━━ Task inputs

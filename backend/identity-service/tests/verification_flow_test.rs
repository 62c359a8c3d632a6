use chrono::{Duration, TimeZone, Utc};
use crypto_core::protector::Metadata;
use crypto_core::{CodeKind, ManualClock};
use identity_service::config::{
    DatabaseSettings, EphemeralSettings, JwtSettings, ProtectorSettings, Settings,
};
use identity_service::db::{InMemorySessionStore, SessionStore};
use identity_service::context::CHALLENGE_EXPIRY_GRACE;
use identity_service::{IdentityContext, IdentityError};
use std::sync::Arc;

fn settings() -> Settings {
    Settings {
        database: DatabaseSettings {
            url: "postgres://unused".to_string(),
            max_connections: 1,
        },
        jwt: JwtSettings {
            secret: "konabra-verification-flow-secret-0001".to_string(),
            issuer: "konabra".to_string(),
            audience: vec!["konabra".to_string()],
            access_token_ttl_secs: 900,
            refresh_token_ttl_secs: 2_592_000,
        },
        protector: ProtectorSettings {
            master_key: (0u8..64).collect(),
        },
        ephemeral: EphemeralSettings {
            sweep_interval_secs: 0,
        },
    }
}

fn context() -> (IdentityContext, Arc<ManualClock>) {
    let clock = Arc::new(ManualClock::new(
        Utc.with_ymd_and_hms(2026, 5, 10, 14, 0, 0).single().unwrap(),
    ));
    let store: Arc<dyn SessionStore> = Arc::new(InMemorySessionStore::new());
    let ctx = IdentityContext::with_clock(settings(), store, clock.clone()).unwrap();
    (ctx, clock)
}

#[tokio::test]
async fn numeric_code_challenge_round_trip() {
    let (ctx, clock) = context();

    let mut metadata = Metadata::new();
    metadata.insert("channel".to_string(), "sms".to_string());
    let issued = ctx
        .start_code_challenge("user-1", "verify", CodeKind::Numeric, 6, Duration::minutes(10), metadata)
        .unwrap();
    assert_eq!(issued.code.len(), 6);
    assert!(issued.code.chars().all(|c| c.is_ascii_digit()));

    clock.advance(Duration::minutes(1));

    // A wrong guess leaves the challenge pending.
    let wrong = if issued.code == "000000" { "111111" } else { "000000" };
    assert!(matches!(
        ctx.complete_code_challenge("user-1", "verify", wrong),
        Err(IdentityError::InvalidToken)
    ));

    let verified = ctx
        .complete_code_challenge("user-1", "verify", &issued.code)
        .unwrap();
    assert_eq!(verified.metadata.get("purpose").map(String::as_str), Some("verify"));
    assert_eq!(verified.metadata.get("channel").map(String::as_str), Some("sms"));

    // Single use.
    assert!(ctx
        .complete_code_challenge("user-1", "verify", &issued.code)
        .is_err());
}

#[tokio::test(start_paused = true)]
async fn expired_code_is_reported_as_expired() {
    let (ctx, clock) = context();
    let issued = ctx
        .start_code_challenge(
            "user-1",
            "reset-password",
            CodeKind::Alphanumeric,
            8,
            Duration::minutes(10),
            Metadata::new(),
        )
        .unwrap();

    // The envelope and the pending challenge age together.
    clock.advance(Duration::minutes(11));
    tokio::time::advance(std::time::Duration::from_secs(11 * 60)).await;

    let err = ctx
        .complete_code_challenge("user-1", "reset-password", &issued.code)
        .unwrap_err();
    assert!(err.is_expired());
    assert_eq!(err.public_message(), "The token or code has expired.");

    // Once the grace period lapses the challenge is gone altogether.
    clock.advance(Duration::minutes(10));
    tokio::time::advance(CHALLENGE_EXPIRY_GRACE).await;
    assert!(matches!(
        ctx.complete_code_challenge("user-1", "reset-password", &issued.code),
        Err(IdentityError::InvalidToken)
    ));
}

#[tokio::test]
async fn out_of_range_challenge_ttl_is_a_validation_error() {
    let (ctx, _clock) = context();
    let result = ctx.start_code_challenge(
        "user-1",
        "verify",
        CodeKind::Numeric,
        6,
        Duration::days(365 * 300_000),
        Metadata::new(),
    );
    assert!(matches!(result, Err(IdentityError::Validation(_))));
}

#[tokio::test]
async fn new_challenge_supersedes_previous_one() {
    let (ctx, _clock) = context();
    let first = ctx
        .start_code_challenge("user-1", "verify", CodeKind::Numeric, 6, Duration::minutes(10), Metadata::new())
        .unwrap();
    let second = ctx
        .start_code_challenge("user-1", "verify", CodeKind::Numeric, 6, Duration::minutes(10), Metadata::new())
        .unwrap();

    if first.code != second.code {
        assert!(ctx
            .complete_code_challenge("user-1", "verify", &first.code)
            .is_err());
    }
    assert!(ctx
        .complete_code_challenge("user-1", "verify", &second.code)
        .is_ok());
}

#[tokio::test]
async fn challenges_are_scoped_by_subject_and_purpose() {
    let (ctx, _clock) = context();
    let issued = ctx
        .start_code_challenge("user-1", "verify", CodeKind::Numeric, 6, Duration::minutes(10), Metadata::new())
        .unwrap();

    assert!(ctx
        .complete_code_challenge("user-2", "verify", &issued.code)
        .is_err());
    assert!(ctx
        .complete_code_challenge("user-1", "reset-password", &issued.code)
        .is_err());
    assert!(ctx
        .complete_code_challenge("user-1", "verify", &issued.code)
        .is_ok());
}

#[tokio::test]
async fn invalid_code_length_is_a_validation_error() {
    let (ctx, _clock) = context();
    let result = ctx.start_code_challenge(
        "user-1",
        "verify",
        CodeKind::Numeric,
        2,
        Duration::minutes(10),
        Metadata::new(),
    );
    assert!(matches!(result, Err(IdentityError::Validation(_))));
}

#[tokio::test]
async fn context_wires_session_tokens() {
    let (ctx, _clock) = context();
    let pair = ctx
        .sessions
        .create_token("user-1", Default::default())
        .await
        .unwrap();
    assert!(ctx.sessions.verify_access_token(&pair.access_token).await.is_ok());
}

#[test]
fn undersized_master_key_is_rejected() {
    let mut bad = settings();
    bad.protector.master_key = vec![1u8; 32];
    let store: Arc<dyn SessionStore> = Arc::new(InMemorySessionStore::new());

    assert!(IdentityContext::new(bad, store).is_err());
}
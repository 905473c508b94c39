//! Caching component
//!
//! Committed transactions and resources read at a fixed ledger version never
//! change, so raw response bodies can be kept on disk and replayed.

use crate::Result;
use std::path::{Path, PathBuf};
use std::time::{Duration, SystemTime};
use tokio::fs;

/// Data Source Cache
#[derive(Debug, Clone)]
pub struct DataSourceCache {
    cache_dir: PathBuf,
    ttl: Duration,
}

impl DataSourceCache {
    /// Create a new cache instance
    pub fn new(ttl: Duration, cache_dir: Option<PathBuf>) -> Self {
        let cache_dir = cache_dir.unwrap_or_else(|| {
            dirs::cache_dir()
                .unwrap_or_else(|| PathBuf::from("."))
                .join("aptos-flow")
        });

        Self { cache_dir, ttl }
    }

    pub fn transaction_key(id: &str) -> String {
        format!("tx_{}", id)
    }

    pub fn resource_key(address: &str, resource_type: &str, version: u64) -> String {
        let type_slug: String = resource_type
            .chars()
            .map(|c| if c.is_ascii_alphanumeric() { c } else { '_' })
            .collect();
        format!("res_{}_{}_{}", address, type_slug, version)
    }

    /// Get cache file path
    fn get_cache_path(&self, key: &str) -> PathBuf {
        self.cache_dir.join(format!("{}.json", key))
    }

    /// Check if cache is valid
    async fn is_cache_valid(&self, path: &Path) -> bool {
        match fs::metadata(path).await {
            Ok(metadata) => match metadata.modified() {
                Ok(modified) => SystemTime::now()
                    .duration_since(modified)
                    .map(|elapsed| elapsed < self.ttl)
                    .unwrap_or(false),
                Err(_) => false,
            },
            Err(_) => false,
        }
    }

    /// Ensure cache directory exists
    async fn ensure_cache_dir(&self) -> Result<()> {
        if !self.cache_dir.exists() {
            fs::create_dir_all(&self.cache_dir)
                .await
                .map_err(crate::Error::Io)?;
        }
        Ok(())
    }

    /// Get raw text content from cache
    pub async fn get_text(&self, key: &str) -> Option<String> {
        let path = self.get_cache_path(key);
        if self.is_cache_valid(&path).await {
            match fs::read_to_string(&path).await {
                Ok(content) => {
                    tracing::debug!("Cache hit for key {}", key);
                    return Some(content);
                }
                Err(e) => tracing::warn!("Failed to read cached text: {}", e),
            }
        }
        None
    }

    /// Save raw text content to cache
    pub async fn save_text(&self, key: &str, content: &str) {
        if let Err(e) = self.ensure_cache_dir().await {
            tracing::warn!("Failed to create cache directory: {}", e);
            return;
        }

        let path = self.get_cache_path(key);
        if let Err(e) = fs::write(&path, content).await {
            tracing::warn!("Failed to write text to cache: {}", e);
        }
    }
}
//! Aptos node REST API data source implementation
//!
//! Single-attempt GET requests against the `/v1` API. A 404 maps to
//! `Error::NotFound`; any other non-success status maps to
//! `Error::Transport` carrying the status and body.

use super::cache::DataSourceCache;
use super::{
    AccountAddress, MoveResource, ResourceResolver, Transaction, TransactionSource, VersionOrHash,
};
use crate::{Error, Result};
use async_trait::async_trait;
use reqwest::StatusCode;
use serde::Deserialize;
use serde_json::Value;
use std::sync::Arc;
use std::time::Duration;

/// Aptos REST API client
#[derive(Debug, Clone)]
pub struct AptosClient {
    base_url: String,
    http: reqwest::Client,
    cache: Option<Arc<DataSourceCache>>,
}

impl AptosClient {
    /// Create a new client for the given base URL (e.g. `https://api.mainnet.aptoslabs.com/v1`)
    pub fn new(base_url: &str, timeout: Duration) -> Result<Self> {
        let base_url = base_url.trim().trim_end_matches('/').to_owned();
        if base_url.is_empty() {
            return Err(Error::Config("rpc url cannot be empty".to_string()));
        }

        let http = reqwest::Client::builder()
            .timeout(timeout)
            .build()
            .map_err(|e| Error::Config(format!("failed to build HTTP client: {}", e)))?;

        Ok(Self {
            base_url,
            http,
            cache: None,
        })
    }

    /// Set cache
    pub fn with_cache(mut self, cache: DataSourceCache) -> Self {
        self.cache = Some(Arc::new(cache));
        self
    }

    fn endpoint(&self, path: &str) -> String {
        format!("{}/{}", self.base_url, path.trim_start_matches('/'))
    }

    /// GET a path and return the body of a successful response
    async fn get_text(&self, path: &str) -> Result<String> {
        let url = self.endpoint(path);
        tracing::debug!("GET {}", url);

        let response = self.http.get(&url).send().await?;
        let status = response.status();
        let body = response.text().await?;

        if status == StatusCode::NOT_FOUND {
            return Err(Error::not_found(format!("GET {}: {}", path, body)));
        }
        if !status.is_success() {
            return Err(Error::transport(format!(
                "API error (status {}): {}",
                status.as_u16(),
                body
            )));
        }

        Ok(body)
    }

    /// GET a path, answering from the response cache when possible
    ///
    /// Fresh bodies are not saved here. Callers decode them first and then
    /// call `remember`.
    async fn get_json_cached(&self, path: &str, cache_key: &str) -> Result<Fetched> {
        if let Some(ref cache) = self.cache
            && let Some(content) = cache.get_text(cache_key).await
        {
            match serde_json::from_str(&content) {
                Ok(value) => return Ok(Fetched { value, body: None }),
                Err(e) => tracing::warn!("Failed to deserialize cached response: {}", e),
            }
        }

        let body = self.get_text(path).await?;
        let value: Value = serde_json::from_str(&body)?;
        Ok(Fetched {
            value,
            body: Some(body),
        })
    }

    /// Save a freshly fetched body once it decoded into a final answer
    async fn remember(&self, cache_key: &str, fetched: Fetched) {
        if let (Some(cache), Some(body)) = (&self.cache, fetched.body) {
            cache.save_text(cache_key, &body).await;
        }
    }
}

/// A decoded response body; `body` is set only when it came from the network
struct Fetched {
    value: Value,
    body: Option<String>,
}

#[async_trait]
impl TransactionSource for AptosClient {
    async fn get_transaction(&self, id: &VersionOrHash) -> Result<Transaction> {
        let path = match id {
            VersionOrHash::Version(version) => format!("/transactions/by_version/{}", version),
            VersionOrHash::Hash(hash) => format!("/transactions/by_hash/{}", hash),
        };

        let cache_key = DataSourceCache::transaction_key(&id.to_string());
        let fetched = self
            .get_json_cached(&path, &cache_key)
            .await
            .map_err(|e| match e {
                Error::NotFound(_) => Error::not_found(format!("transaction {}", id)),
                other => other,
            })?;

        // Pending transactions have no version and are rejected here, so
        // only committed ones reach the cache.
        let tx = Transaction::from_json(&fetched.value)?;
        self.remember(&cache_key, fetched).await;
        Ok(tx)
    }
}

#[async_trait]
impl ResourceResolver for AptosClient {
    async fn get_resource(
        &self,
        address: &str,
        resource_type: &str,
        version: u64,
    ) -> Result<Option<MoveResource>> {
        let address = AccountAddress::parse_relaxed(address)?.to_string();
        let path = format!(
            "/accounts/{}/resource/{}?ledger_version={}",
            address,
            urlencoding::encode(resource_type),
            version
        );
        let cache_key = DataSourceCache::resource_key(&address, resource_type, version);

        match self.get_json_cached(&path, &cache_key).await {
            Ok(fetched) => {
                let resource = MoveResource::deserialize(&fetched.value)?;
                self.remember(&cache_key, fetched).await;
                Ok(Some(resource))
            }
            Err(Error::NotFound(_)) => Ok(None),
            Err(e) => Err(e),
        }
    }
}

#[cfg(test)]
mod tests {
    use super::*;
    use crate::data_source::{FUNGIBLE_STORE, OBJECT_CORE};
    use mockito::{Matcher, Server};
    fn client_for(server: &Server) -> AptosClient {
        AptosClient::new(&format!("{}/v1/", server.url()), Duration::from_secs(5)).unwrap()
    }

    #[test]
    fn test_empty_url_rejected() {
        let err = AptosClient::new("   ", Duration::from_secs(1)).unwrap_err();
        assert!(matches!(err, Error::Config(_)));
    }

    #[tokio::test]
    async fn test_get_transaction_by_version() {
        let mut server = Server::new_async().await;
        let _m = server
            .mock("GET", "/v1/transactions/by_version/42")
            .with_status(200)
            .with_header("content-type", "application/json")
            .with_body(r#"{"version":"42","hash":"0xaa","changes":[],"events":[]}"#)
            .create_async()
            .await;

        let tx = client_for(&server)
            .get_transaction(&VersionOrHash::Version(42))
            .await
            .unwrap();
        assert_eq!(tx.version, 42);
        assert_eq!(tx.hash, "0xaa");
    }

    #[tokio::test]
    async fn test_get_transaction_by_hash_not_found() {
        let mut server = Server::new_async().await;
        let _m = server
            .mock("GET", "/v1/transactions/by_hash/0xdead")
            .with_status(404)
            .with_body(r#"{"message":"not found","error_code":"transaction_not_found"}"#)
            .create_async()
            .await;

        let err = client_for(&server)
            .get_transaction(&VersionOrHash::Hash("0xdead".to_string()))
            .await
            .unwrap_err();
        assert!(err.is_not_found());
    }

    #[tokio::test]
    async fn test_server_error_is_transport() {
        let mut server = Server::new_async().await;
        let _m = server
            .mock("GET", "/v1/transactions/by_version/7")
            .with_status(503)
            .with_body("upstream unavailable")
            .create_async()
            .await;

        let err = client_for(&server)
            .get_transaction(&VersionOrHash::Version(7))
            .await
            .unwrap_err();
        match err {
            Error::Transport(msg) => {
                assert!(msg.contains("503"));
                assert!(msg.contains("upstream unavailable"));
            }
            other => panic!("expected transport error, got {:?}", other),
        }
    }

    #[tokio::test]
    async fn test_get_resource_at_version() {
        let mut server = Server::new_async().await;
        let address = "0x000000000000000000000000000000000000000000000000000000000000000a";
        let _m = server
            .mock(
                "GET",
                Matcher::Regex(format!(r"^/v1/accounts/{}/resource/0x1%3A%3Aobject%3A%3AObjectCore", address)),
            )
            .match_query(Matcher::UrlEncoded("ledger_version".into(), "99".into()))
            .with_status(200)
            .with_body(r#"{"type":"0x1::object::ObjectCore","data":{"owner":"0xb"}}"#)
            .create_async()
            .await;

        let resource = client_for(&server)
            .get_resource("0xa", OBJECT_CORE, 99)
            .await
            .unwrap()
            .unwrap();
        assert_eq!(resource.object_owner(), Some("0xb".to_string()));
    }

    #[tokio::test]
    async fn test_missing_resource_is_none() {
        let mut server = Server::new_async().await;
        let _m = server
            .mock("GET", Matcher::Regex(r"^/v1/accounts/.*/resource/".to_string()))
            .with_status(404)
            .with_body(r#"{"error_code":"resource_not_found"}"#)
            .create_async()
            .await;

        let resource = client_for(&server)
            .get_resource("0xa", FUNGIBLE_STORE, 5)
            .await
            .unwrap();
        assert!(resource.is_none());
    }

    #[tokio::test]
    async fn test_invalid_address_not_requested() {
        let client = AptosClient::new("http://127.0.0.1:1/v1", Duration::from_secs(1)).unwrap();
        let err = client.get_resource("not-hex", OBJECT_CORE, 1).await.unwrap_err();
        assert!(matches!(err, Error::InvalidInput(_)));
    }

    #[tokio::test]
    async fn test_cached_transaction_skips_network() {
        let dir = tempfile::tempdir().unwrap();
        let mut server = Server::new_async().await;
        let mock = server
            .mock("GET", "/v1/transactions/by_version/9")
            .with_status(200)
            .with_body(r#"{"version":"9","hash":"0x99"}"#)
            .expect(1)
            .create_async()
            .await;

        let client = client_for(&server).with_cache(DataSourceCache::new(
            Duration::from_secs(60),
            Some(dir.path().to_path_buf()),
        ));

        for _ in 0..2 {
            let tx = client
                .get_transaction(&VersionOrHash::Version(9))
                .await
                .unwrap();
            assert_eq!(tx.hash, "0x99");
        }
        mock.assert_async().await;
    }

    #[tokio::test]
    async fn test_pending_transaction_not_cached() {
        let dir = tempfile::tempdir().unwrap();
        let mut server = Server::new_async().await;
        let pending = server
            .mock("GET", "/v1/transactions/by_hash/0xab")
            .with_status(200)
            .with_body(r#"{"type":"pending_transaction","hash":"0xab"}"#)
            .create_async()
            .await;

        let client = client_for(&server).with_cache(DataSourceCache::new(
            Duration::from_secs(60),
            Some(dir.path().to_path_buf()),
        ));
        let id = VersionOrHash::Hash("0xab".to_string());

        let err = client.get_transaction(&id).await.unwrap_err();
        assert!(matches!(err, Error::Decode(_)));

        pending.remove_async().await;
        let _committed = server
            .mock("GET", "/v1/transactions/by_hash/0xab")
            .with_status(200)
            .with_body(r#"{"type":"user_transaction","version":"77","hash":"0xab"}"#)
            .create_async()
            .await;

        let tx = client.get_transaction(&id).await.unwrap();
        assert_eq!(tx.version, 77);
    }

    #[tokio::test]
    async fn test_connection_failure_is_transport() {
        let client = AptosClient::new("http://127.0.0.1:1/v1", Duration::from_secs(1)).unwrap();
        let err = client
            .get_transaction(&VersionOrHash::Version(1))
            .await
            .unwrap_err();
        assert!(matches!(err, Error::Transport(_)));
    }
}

━━━━

- Exercise requirements: Please work out how many lines above carry "here", writing only the result.

- Expected output: 2